What is expected |
Among the records, how many lines carry the string "filename"? Give that number with nothing added.

BEGIN Dataset content

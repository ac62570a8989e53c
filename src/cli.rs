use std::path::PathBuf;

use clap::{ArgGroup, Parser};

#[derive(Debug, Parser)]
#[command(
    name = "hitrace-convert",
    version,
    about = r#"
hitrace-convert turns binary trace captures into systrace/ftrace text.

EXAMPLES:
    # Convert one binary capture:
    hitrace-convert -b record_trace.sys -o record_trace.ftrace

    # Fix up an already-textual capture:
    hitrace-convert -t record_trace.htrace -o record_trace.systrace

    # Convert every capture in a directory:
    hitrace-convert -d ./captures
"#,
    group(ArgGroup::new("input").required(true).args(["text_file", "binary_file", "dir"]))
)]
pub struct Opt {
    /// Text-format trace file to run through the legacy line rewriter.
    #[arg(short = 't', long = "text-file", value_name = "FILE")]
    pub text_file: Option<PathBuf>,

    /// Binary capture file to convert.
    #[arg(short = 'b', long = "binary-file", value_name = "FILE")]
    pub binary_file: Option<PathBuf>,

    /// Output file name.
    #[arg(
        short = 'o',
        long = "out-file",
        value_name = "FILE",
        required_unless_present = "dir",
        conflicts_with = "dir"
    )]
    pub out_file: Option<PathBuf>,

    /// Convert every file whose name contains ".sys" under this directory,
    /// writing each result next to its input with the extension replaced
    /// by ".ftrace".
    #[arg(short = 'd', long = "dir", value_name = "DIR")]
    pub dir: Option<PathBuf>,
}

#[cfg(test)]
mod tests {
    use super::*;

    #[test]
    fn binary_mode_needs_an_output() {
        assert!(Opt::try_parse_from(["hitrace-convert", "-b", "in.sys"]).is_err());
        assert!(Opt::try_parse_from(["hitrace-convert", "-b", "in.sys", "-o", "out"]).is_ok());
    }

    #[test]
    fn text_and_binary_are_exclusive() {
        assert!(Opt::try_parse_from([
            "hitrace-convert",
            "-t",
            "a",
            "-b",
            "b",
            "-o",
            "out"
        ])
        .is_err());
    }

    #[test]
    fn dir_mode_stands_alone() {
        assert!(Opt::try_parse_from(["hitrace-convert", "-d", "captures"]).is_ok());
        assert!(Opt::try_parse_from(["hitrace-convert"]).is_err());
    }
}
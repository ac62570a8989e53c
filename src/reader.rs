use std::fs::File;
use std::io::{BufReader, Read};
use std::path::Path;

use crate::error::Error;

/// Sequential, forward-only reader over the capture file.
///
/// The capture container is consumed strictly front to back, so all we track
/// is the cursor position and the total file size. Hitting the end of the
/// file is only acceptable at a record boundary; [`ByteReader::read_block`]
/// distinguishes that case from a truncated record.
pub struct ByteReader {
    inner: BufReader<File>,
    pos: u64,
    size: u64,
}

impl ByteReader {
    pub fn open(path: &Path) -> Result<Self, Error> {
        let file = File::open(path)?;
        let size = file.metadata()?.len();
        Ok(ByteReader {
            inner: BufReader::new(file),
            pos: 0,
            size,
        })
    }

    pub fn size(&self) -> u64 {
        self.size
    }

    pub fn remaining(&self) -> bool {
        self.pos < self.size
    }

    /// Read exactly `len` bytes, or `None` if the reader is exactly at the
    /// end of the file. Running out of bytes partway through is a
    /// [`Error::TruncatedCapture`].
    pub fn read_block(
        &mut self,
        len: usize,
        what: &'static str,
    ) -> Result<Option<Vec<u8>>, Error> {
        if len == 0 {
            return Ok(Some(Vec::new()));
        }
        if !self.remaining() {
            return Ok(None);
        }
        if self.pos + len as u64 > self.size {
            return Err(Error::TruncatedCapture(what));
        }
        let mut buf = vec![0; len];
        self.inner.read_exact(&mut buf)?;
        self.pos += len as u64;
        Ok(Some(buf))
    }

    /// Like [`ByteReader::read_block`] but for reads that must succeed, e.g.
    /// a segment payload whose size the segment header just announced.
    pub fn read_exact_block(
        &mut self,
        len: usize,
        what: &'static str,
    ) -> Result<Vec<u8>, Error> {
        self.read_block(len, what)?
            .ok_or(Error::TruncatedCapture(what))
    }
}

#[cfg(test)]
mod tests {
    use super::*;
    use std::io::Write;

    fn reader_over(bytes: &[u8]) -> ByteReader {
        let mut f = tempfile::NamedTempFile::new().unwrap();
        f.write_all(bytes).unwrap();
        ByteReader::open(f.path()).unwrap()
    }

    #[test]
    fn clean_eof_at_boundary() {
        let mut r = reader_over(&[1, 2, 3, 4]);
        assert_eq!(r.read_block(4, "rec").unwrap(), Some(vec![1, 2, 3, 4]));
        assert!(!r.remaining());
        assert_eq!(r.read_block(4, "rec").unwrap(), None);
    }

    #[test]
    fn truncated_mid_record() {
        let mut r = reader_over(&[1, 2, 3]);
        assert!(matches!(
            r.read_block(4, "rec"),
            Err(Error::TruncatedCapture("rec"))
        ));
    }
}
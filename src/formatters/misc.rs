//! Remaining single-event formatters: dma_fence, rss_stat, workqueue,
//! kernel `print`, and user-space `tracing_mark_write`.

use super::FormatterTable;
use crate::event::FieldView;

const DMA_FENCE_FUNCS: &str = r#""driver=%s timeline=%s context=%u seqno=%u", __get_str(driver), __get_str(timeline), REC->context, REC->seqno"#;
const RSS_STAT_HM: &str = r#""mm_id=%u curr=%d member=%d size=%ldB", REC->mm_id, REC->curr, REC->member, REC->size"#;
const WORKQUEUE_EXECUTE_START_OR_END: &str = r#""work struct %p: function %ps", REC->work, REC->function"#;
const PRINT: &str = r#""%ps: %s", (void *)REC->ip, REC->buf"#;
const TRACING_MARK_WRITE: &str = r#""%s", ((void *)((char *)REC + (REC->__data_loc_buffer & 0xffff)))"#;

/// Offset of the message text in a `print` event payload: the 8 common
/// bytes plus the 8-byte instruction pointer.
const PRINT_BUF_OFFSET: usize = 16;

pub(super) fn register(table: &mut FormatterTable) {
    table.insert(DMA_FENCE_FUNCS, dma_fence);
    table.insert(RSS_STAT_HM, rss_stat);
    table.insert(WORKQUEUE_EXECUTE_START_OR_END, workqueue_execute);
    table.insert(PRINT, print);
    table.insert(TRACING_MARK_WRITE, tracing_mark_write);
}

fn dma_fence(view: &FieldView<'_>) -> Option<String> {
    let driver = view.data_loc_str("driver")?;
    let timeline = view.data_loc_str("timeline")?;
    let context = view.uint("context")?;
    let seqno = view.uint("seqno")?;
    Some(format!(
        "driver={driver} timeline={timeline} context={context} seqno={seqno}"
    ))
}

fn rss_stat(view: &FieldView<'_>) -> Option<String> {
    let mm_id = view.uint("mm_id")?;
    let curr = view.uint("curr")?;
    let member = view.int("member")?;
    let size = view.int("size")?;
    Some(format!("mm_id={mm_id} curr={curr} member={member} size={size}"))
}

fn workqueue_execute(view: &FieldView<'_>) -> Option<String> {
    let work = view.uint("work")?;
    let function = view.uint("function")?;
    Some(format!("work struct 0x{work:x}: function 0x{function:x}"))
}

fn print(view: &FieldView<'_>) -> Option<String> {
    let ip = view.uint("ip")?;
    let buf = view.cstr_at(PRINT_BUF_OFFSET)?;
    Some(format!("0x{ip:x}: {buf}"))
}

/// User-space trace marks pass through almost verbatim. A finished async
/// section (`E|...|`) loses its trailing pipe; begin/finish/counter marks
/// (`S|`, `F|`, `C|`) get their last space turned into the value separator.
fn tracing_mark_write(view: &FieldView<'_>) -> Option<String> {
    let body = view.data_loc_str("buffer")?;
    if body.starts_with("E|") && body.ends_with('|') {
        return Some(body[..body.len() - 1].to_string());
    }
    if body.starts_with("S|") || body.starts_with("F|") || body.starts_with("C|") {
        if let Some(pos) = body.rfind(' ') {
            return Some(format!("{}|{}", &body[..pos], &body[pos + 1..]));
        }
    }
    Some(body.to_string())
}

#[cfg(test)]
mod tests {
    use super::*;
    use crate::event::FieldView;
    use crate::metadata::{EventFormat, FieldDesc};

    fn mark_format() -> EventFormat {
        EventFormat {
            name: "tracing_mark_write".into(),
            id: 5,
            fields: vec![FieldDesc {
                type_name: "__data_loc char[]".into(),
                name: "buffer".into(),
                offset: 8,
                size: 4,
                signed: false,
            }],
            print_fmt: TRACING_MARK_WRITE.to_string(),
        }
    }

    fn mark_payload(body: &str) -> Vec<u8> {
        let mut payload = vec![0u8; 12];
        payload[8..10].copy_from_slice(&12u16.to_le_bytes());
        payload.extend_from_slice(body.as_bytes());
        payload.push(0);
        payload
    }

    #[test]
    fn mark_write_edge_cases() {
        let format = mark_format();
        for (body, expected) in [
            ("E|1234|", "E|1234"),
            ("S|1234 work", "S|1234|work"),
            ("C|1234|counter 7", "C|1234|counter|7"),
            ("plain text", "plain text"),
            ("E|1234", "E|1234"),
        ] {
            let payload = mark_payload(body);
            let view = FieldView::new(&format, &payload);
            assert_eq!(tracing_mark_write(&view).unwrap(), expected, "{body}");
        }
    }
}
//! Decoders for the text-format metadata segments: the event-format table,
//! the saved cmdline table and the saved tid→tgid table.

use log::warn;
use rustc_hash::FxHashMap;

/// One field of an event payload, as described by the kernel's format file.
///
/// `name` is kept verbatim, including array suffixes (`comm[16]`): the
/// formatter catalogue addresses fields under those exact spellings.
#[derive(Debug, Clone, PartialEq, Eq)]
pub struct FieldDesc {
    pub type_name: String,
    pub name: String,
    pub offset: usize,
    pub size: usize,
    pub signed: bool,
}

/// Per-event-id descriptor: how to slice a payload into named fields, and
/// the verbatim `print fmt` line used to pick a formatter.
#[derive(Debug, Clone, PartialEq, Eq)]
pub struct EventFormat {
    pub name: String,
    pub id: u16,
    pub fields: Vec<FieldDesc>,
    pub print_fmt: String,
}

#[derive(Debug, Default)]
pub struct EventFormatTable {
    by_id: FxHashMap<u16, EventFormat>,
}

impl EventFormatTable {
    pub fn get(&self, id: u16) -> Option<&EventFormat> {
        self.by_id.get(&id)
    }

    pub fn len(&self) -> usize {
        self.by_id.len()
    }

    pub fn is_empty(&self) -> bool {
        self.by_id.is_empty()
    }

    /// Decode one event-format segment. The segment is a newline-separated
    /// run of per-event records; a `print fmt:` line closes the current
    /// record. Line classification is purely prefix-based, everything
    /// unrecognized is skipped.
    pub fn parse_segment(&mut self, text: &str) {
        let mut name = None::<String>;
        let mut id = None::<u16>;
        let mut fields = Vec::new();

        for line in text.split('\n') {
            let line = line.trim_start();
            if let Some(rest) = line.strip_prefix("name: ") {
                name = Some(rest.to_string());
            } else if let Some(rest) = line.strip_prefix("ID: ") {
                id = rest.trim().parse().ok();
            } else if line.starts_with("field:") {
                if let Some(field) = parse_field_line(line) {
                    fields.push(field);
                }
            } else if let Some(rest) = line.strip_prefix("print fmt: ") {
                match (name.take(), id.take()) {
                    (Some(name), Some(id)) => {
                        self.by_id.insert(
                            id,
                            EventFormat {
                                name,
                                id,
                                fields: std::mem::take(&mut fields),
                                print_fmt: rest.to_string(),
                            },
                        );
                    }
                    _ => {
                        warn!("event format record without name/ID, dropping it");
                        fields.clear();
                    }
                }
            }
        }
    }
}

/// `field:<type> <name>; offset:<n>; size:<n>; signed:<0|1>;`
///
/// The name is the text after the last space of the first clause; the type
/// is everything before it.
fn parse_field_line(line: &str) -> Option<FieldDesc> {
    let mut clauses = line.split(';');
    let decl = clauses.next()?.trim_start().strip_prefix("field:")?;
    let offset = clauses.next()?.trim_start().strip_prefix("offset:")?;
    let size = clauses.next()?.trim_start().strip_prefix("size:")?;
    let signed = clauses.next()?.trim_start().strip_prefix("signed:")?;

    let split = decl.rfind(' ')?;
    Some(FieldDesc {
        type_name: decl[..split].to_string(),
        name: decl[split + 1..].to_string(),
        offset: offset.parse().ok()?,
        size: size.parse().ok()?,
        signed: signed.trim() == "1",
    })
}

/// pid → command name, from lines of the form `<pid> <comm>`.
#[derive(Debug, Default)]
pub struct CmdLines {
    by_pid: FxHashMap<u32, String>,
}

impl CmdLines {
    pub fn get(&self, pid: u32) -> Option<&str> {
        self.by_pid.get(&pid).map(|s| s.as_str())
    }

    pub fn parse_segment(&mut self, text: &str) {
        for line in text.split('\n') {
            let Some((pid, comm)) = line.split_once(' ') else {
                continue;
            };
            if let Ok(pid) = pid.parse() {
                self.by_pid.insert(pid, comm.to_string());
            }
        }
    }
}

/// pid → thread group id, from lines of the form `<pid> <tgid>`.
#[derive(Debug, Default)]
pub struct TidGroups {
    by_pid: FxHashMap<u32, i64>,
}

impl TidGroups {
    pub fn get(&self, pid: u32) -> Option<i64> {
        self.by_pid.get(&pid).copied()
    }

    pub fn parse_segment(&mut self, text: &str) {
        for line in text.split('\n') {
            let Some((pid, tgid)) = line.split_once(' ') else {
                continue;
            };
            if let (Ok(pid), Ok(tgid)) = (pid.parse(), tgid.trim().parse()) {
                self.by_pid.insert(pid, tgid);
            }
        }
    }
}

END Dataset content

Response box |
3